**TO DO:**
The "contract address for" line through the end of the listing below is what to set down, word for word, and nothing else.
=== Begin Enclosure ===
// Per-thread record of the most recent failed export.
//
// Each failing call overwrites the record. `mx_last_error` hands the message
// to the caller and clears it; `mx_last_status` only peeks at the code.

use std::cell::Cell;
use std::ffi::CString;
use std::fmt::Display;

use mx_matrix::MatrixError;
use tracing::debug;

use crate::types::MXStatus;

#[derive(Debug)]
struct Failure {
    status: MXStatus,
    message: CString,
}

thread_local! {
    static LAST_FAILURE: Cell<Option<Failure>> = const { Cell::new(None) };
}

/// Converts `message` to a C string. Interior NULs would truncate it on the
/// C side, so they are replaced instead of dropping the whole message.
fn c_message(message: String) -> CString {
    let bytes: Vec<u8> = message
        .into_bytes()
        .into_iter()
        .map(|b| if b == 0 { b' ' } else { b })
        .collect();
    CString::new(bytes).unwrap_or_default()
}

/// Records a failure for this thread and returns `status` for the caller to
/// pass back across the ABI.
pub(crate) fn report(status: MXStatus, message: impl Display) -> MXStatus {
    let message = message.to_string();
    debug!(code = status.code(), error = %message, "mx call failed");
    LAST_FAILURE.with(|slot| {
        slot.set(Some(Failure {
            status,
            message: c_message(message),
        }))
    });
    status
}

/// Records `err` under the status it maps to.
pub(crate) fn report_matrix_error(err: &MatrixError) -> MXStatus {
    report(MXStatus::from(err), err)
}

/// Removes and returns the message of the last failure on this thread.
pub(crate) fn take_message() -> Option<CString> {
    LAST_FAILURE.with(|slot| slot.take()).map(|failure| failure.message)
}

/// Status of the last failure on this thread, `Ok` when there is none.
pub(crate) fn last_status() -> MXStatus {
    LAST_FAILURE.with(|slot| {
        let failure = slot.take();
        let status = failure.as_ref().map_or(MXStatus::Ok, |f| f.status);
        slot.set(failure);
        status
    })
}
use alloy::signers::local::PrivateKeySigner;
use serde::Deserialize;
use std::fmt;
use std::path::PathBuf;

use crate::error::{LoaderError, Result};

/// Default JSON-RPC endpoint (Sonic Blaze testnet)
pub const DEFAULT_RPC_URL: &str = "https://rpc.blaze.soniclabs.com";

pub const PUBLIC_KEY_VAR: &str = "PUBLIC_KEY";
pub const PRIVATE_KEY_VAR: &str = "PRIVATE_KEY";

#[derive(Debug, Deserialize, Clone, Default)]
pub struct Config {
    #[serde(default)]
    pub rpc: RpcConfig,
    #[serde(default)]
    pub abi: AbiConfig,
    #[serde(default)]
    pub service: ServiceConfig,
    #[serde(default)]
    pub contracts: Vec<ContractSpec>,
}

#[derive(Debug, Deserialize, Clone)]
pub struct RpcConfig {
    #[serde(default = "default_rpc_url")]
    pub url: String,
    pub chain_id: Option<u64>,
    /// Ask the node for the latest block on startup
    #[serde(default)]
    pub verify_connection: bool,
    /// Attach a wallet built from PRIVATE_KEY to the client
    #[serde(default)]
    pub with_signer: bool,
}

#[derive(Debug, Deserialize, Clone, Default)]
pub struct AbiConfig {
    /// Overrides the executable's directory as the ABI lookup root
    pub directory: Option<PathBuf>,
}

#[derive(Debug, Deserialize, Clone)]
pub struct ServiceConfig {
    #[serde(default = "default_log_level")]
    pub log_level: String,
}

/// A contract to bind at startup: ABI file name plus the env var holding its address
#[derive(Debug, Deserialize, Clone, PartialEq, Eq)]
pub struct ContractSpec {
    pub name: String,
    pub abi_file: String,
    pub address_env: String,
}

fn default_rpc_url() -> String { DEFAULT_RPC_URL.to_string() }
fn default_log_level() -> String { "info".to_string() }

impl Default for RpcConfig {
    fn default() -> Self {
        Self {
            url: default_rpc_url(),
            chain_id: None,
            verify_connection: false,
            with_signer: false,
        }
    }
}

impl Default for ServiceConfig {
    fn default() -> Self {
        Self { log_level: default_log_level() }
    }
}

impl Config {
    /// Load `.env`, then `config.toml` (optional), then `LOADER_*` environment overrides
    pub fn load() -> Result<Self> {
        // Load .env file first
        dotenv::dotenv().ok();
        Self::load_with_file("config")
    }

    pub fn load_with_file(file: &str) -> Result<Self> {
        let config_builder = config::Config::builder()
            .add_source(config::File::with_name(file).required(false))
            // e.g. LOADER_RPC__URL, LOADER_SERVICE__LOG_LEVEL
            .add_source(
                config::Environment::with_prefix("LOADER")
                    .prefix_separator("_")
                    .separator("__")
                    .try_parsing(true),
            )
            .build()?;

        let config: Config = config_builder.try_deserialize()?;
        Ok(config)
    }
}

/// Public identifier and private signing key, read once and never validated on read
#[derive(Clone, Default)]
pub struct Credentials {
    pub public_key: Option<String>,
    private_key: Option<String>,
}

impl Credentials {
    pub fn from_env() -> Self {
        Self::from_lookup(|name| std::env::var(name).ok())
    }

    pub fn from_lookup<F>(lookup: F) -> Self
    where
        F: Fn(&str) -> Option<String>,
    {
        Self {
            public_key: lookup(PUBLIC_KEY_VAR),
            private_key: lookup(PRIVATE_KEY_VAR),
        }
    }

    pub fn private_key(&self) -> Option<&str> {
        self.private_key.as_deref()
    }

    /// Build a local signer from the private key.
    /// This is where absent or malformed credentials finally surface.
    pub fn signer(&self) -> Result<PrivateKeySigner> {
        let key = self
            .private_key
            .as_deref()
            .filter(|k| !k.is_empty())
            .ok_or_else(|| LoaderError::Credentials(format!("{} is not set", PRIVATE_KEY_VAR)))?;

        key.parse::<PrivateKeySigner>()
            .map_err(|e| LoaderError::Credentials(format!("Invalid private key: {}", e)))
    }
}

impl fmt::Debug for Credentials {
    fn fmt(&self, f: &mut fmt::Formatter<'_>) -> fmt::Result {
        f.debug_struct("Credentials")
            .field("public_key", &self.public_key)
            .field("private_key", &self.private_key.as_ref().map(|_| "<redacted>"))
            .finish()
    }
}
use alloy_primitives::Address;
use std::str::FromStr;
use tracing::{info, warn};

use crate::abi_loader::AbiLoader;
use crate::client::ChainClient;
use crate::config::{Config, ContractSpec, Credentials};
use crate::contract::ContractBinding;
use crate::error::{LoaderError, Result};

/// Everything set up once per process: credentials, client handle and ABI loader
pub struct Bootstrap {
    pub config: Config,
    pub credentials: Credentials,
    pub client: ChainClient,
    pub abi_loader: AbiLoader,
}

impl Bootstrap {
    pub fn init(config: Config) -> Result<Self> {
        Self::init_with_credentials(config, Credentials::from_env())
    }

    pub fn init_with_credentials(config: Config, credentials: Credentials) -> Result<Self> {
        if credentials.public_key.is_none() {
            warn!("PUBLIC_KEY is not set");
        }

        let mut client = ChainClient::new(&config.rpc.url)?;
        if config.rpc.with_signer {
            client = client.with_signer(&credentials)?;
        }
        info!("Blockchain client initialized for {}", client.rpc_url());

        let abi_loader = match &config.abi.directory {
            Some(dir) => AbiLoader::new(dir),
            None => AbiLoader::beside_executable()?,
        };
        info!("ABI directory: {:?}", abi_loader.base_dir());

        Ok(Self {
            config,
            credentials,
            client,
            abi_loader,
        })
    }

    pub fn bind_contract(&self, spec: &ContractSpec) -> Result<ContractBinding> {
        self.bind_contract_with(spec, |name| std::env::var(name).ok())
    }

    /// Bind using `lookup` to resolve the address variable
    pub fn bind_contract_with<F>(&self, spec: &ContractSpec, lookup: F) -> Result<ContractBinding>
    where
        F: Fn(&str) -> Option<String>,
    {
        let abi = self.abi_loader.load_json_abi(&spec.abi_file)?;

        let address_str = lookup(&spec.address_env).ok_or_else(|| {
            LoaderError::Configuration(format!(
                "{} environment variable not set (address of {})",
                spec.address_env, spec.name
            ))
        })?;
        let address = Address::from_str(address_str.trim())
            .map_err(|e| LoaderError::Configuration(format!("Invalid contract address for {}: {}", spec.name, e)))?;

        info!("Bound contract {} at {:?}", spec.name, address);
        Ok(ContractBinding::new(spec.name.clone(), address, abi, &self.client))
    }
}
=== End Enclosure ===
**EXPECTED ANSWER:**
            .map_err(|e| LoaderError::Configuration(format!("Invalid contract address for {}: {}", spec.name, e)))?;

        info!("Bound contract {} at {:?}", spec.name, address);
        Ok(ContractBinding::new(spec.name.clone(), address, abi, &self.client))
    }
}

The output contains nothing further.